__Instructions to follow__. Transcribe the records word for word, beginning with the first line and ending with the line that contains "engine.start()?;"; include nothing else.
*** Records supplied ***
use anyhow::Result;
use shotclock::prelude::*;
use std::path::PathBuf;
use std::sync::Arc;
use tracing::info;
use tracing_subscriber::EnvFilter;

/// Runs one workout in the terminal.
///
/// Usage: `shotdev [workout.json] [shotclock.toml]`. Without a workout file a
/// short built-in drill is used.
#[tokio::main]
async fn main() -> Result<()> {
    // 1. Initialize structured logging.
    tracing_subscriber::fmt()
        .with_env_filter(EnvFilter::try_from_default_env().unwrap_or_else(|_| "info".into()))
        .with_target(false)
        .init();

    // 2. Load the configuration and the workout.
    let mut args = std::env::args().skip(1).map(PathBuf::from);
    let workout = args.next();
    let config_path = args.next();
    let config = ShotclockConfig::load(config_path.as_deref())?;
    let library = match workout {
        Some(path) => PatternLibrary::from_file(WorkoutFile::load(&path)?),
        None => demo_library(),
    };

    // 3. Create the engine with terminal backends.
    let engine = ShotclockEngine::spawn(
        config,
        Collaborators::from_library(library, Arc::new(ConsoleVoice::new()), Arc::new(TerminalBell)),
    );

    // 4. Spawn listeners for the event streams.
    spawn_event_listeners(&engine);

    // 5. Run until the workout completes or Ctrl+C.
    engine.start()?;
    tokio::select! {
        result = engine.wait_for(|s| s.phase == PhaseKind::Completed) => {
            let status = result?;
            info!(
                shots = status.global_shots,
                elapsed = ?status.global_elapsed,
                "Workout finished."
            );
        }
        _ = tokio::signal::ctrl_c() => {
            info!("Shutdown signal received. Stopping the workout...");
            engine.stop()?;
        }
    }
    engine.shutdown().await?;
    Ok(())
}

/// Spawns tasks, each subscribing to a different event stream from the engine.
fn spawn_event_listeners(engine: &ShotclockEngine) {
    let mut session_rx = engine.subscribe_session_events();
    tokio::spawn(async move {
        while let Ok(event) = session_rx.recv().await {
            info!("[SESSION] => {:?}", event);
        }
    });

    let mut phase_rx = engine.subscribe_phase_events();
    tokio::spawn(async move {
        while let Ok(event) = phase_rx.recv().await {
            info!("[PHASE] => {:?}", event);
        }
    });

    let mut display_rx = engine.subscribe_display_events();
    tokio::spawn(async move {
        while let Ok(event) = display_rx.recv().await {
            match event {
                DisplayEvent::Progress(_) | DisplayEvent::Flash => {}
                DisplayEvent::Text(text) if !text.is_empty() => info!("[DISPLAY] => {}", text),
                other => tracing::debug!("[DISPLAY] => {:?}", other),
            }
        }
    });
}

fn demo_library() -> PatternLibrary {
    let settings = WorkoutSettings {
        countdown_seconds: 3,
        ..Default::default()
    };
    let patterns = vec![
        Pattern {
            name: "Front corners".into(),
            shot_list: vec!["Forehand front".into(), "Backhand front".into()],
            shot_interval: 4.0,
            random_offset: 1.0,
            announce_shots: true,
            intro_message: "Front corners".into(),
            next_shot_announcement_lead: 1.0,
            split_step_hint: SplitStepHint::Medium,
            limit: 4,
            post_rest: 5,
            ..Default::default()
        },
        Pattern {
            name: "Six corners".into(),
            shot_list: vec![
                "One".into(),
                "Two".into(),
                "Three".into(),
                "Four".into(),
                "Five".into(),
                "Six".into(),
            ],
            series_order: SeriesOrder::Randomized,
            shot_interval: 5.0,
            announce_shots: true,
            next_shot_announcement_lead: 1.5,
            split_step_hint: SplitStepHint::Random,
            limit_type: LimitType::Time,
            limit: 30,
            outro_message: "Nice work".into(),
            ..Default::default()
        },
    ];
    PatternLibrary::new(settings, patterns)
}
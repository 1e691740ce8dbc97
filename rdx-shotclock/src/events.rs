//! Defines all public event types broadcast by the Shotclock engine.
//!
//! This module acts as the public API for the engine's event system. UI code
//! subscribes to these strongly-typed streams and never writes back; the
//! scheduler keeps the authoritative numbers and publishes copies.

use crate::common::PatternIndex;
use chrono::{DateTime, Utc};
use serde::Serialize;
use std::time::Duration;

/// The phase the scheduler is in.
#[derive(Debug, Clone, Copy, PartialEq, Eq, Hash, Default, Serialize)]
#[serde(rename_all = "lowercase")]
pub enum PhaseKind {
    #[default]
    Idle,
    Countdown,
    Shot,
    Rest,
    Paused,
    Completed,
}

/// Events related to the lifecycle of a whole workout run.
#[derive(Debug, Clone, PartialEq, Serialize)]
#[serde(tag = "event", rename_all = "camelCase")]
pub enum SessionEvent {
    /// Fired when `start` or `replay` begins a run.
    Started {
        at: DateTime<Utc>,
        /// Number of patterns in the run order.
        patterns: usize,
    },
    Paused { during: PhaseKind },
    Resumed { into: PhaseKind },
    /// Fired when the run order is exhausted and another pass begins.
    Looped { pass: u32 },
    /// Fired once when a run finishes by reaching its limits.
    Completed {
        at: DateTime<Utc>,
        shots: u32,
        elapsed: Duration,
        passes: u32,
    },
    /// Fired when a run is cancelled with `stop`.
    Stopped { at: DateTime<Utc> },
    /// Fired when `exit` returns a completed run to idle.
    Exited,
}

/// Fired on every phase entry.
#[derive(Debug, Clone, Copy, PartialEq, Serialize)]
pub struct PhaseEvent {
    pub phase: PhaseKind,
    /// The active pattern, if the phase belongs to one.
    pub pattern: Option<PatternIndex>,
}

/// What the display should show. Every variant replaces the previous value
/// of the same kind.
#[derive(Debug, Clone, PartialEq, Serialize)]
#[serde(rename_all = "camelCase")]
pub enum DisplayEvent {
    /// The large text: a countdown number, a shot, "Rest", "Paused", "Done".
    Text(String),
    /// Whole seconds left in a countdown or rest.
    Remaining(u32),
    /// Fraction of the current interval elapsed, `0.0..=1.0`.
    Progress(f32),
    /// A screen flash, paired with every shot cue.
    Flash,
    /// A new pattern has become active.
    PatternStarted { index: PatternIndex, name: String },
    /// Counters after each completed interval.
    Counters {
        pattern_shots: u32,
        global_shots: u32,
        global_elapsed: Duration,
    },
}

/// A point-in-time copy of the scheduler's state, published on a `watch`
/// channel after every change.
#[derive(Debug, Clone, PartialEq, Default, Serialize)]
#[serde(rename_all = "camelCase")]
pub struct StatusSnapshot {
    pub phase: PhaseKind,
    /// The phase a pause suspended; `None` unless `phase` is `Paused`.
    pub suspended: Option<PhaseKind>,
    pub text: String,
    pub remaining: Option<u32>,
    pub progress: f32,
    pub pattern: Option<PatternIndex>,
    pub pattern_name: String,
    pub pattern_shots: u32,
    pub pattern_elapsed: Duration,
    pub global_shots: u32,
    pub global_elapsed: Duration,
    /// 1 during the first pass over the run order.
    pub pass: u32,
}

impl StatusSnapshot {
    /// True while a run is in progress, paused or not.
    pub fn is_active(&self) -> bool {
        matches!(
            self.phase,
            PhaseKind::Countdown | PhaseKind::Shot | PhaseKind::Rest | PhaseKind::Paused
        )
    }
}
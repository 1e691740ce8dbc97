//! Error types surfaced by the library.
//!
//! The scheduler itself never fails: narration errors are logged and skipped,
//! empty patterns are skipped, and invalid commands are ignored. These types
//! are what the collaborators and the public handle report.

use thiserror::Error;

/// Failures reported by a `SpeechEngine` backend.
#[derive(Debug, Clone, Error, PartialEq)]
pub enum SpeechError {
    /// Playback was cut short by `cancel()` or by a newer utterance.
    #[error("utterance interrupted")]
    Interrupted,

    #[error("voice '{0}' is not available")]
    VoiceUnavailable(String),

    #[error("speech engine failure: {0}")]
    Engine(String),
}

/// A narration attempt that failed for a reason other than interruption.
#[derive(Debug, Clone, Error, PartialEq)]
#[error("failed to narrate {text:?}: {source}")]
pub struct NarrationError {
    pub text: String,
    #[source]
    pub source: SpeechError,
}

/// A pattern whose timing parameters cannot be scheduled.
#[derive(Debug, Clone, Error, PartialEq)]
pub enum PatternError {
    #[error("pattern '{name}': shot interval must be positive, got {value}")]
    NonPositiveInterval { name: String, value: f64 },

    #[error("pattern '{name}': {field} must be zero or positive, got {value}")]
    Negative {
        name: String,
        field: &'static str,
        value: f64,
    },

    #[error("pattern '{name}': speech rate must be positive, got {value}")]
    NonPositiveRate { name: String, value: f32 },
}

/// Errors loading a workout document into a `PatternLibrary`.
#[derive(Debug, Error)]
pub enum LibraryError {
    #[error("failed to read workout file: {0}")]
    Io(#[from] std::io::Error),

    #[error("malformed workout document: {0}")]
    Json(#[from] serde_json::Error),

    #[error(transparent)]
    Invalid(#[from] PatternError),
}

/// Errors from the public engine handle.
#[derive(Debug, Clone, Error, PartialEq, Eq)]
pub enum EngineError {
    /// The control task has exited; the handle is no longer connected.
    #[error("the shotclock control task is no longer running")]
    Disconnected,
}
*** End of Records supplied ***
__Reply__.
use anyhow::Result;
use shotclock::prelude::*;
use std::path::PathBuf;
use std::sync::Arc;
use tracing::info;
use tracing_subscriber::EnvFilter;

/// Runs one workout in the terminal.
///
/// Usage: `shotdev [workout.json] [shotclock.toml]`. Without a workout file a
/// short built-in drill is used.
#[tokio::main]
async fn main() -> Result<()> {
    // 1. Initialize structured logging.
    tracing_subscriber::fmt()
        .with_env_filter(EnvFilter::try_from_default_env().unwrap_or_else(|_| "info".into()))
        .with_target(false)
        .init();

    // 2. Load the configuration and the workout.
    let mut args = std::env::args().skip(1).map(PathBuf::from);
    let workout = args.next();
    let config_path = args.next();
    let config = ShotclockConfig::load(config_path.as_deref())?;
    let library = match workout {
        Some(path) => PatternLibrary::from_file(WorkoutFile::load(&path)?),
        None => demo_library(),
    };

    // 3. Create the engine with terminal backends.
    let engine = ShotclockEngine::spawn(
        config,
        Collaborators::from_library(library, Arc::new(ConsoleVoice::new()), Arc::new(TerminalBell)),
    );

    // 4. Spawn listeners for the event streams.
    spawn_event_listeners(&engine);

    // 5. Run until the workout completes or Ctrl+C.
    engine.start()?;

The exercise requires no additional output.